Governo japonês já admite que obras do Estádio Olímpico começarão só em 2017

O governo do Japão revelou nesta segunda-feira que trabalha com um cronograma de iniciar apenas nos primeiros meses de 2017 a construção do Estádio Olímpico, que vai receber as cerimônias de abertura e encerramento dos Jogos de 2020, em Tóquio. O antigo Estádio Olímpico da cidade foi demolido em abril de 2015 para dar lugar à nova arena.

Estadão Conteúdo

16 de novembro de 2015 | 17h06

"Se tudo der certo, as obras vão começar por volta do início do ano depois deste. Estamos um pouco atrasados na comparação com o plano original", disse Takakuni Ikeda, membro do Conselho de Esportes do Japão, responsável pela obra, em entrevista à agência de notícias japonesa Kyodo News.

O planejamento era que o estádio fosse utilizado já na Copa do Mundo de Rúgbi de 2019, recebendo inclusive a final da competição. Mas a ideia já foi descartada e a decisão será em Yokohama. A tendência é que o estádio só fique pronto em janeiro de 2020, com uma pequena margem de tempo para realizar os testes necessários antes dos Jogos.

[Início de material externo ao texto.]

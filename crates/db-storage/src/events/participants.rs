// SPDX-FileCopyrightText: OpenTalk GmbH <mail@opentalk.eu>
//
// SPDX-License-Identifier: EUPL-1.2

//! Participation records of users in events
//!
//! A participant is identified by the `(event_id, user_id)` pair, the primary key of the
//! table guarantees at most one record per pair.

use super::{Event, EventId};
use crate::schema::{participants, users};
use crate::users::{User, UserId};
use chrono::{DateTime, Utc};
use database::{DatabaseError, DbConnection, Result};
use diesel::prelude::*;
use serde::{Deserialize, Serialize};

sql_enum!(
    #[derive(Serialize, Deserialize)]
    #[serde(rename_all = "snake_case")]
    ParticipantStatus,
    "participant_status",
    ParticipantStatusType,
    {
        Attending = "attending",
        Cancelled = "cancelled",
        Banned = "banned",
    }
);

sql_enum!(
    #[derive(Serialize, Deserialize)]
    #[serde(rename_all = "snake_case")]
    ParticipantRole,
    "participant_role",
    ParticipantRoleType,
    {
        Organizer = "organizer",
        Moderator = "moderator",
        Participant = "participant",
    }
);

#[derive(Debug, Clone, PartialEq, Eq, Queryable, Identifiable, Associations)]
#[diesel(table_name = participants)]
#[diesel(primary_key(event_id, user_id))]
#[diesel(belongs_to(Event, foreign_key = event_id))]
#[diesel(belongs_to(User, foreign_key = user_id))]
pub struct Participant {
    pub event_id: EventId,
    pub user_id: UserId,
    pub status: ParticipantStatus,
    pub role: ParticipantRole,
    pub joined_at: DateTime<Utc>,
}

impl Participant {
    pub fn is_attending(&self) -> bool {
        self.status == ParticipantStatus::Attending
    }

    pub fn is_organizer(&self) -> bool {
        self.role == ParticipantRole::Organizer
    }

    /// Organizers and attending moderators may manage the event's participants and invitations
    pub fn is_event_manager(&self) -> bool {
        match self.role {
            ParticipantRole::Organizer => true,
            ParticipantRole::Moderator => self.is_attending(),
            ParticipantRole::Participant => false,
        }
    }

    #[tracing::instrument(err, skip_all)]
    pub fn get(conn: &mut DbConnection, event_id: EventId, user_id: UserId) -> Result<Participant> {
        let participant = participants::table
            .filter(participants::event_id.eq(event_id))
            .filter(participants::user_id.eq(user_id))
            .get_result(conn)?;

        Ok(participant)
    }

    /// Counts the attending participants of the event
    ///
    /// Cancelled and banned participants are neither counted against the capacity nor displayed.
    #[tracing::instrument(err, skip_all)]
    pub fn count_attending(conn: &mut DbConnection, event_id: EventId) -> Result<i64> {
        let count = participants::table
            .filter(participants::event_id.eq(event_id))
            .filter(participants::status.eq(ParticipantStatus::Attending))
            .count()
            .get_result(conn)?;

        Ok(count)
    }

    /// Returns all participants of the event with their user, ordered by the time they joined
    #[tracing::instrument(err, skip_all)]
    pub fn get_all_for_event_with_users(
        conn: &mut DbConnection,
        event_id: EventId,
    ) -> Result<Vec<(Participant, User)>> {
        let participants = participants::table
            .inner_join(users::table)
            .filter(participants::event_id.eq(event_id))
            .order_by((participants::joined_at.asc(), participants::user_id.asc()))
            .load(conn)?;

        Ok(participants)
    }

    /// Removes the participation record, fails with [`DatabaseError::NotFound`] if there is none
    #[tracing::instrument(err, skip_all)]
    pub fn delete(conn: &mut DbConnection, event_id: EventId, user_id: UserId) -> Result<()> {
        let deleted = diesel::delete(
            participants::table
                .filter(participants::event_id.eq(event_id))
                .filter(participants::user_id.eq(user_id)),
        )
        .execute(conn)?;

        if deleted == 0 {
            return Err(DatabaseError::NotFound);
        }

        Ok(())
    }
}

#[derive(Debug, Insertable)]
#[diesel(table_name = participants)]
pub struct NewParticipant {
    pub event_id: EventId,
    pub user_id: UserId,
    pub status: ParticipantStatus,
    pub role: ParticipantRole,
}

impl NewParticipant {
    /// Creates an attending participant with the participant role
    pub fn attending(event_id: EventId, user_id: UserId) -> Self {
        Self {
            event_id,
            user_id,
            status: ParticipantStatus::Attending,
            role: ParticipantRole::Participant,
        }
    }

    /// Creates the attending organizer record of a freshly created event
    pub fn organizer(event_id: EventId, user_id: UserId) -> Self {
        Self {
            event_id,
            user_id,
            status: ParticipantStatus::Attending,
            role: ParticipantRole::Organizer,
        }
    }

    #[tracing::instrument(err, skip_all)]
    pub fn insert(self, conn: &mut DbConnection) -> Result<Participant> {
        let participant = diesel::insert_into(participants::table)
            .values(self)
            .get_result(conn)?;

        Ok(participant)
    }

    /// Tries to insert the participant into the database
    ///
    /// When yielding a unique key violation, None is returned.
    #[tracing::instrument(err, skip_all)]
    pub fn try_insert(self, conn: &mut DbConnection) -> Result<Option<Participant>> {
        let result = diesel::insert_into(participants::table)
            .values(self)
            .get_result(conn);

        match result {
            Ok(participant) => Ok(Some(participant)),
            Err(diesel::result::Error::DatabaseError(
                diesel::result::DatabaseErrorKind::UniqueViolation,
                ..,
            )) => Ok(None),
            Err(e) => Err(e.into()),
        }
    }
}

/// Changes to a participant, None fields are left untouched
#[derive(Debug, Default, AsChangeset)]
#[diesel(table_name = participants)]
pub struct UpdateParticipant {
    pub status: Option<ParticipantStatus>,
    pub role: Option<ParticipantRole>,
}

impl UpdateParticipant {
    #[tracing::instrument(err, skip_all)]
    pub fn apply(
        self,
        conn: &mut DbConnection,
        event_id: EventId,
        user_id: UserId,
    ) -> Result<Participant> {
        let query = diesel::update(
            participants::table
                .filter(participants::event_id.eq(event_id))
                .filter(participants::user_id.eq(user_id)),
        )
        .set(self);

        let participant = query.get_result(conn)?;

        Ok(participant)
    }
}

#[cfg(test)]
mod test {
    use super::*;

    fn participant(role: ParticipantRole, status: ParticipantStatus) -> Participant {
        Participant {
            event_id: EventId::from(uuid::Uuid::nil()),
            user_id: UserId::from(uuid::Uuid::nil()),
            status,
            role,
            joined_at: Utc::now(),
        }
    }

    #[test]
    fn event_managers() {
        use ParticipantStatus::*;

        assert!(participant(ParticipantRole::Organizer, Attending).is_event_manager());
        assert!(participant(ParticipantRole::Moderator, Attending).is_event_manager());
        assert!(!participant(ParticipantRole::Moderator, Banned).is_event_manager());
        assert!(!participant(ParticipantRole::Moderator, Cancelled).is_event_manager());
        assert!(!participant(ParticipantRole::Participant, Attending).is_event_manager());
    }

    #[test]
    fn status_serializes_snake_case() {
        let json = serde_json::to_string(&ParticipantStatus::Cancelled).unwrap();
        assert_eq!(json, r#""cancelled""#);
    }
}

O primeiro-ministro japonês, Shinzo Abe, anunciou em julho a desistência de seguir com o projeto da arquiteta iraquiana-britânica Zaha Hadid por ele ser demasiadamente caro, atendendo aos protestos contra os altos custos previstos.

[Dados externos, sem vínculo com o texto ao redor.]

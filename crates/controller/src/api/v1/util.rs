// SPDX-FileCopyrightText: OpenTalk GmbH <mail@opentalk.eu>
//
// SPDX-License-Identifier: EUPL-1.2

use serde::{Deserialize, Deserializer};

/// Helper function to deserialize Option<Option<T>>
///
/// A missing field stays `None`, an explicit `null` becomes `Some(None)`.
/// See <https://github.com/serde-rs/serde/issues/984>
pub(super) fn deserialize_some<'de, T, D>(deserializer: D) -> Result<Option<T>, D::Error>
where
    T: Deserialize<'de>,
    D: Deserializer<'de>,
{
    Deserialize::deserialize(deserializer).map(Some)
}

O governo começou a aceitar novas propostas para o novo Estádio Nacional com um custo máximo de 155 bilhões de ienes (US$ 2 bilhões). O primeiro projeto de Zaha Hadid tinha um custo estimado de 250 bilhões de ienes. Até o fim do ano deve ser anunciado o escritório vencedor para tocar o projeto. Só depois disso será aberto processo para decidir os responsáveis pela obra.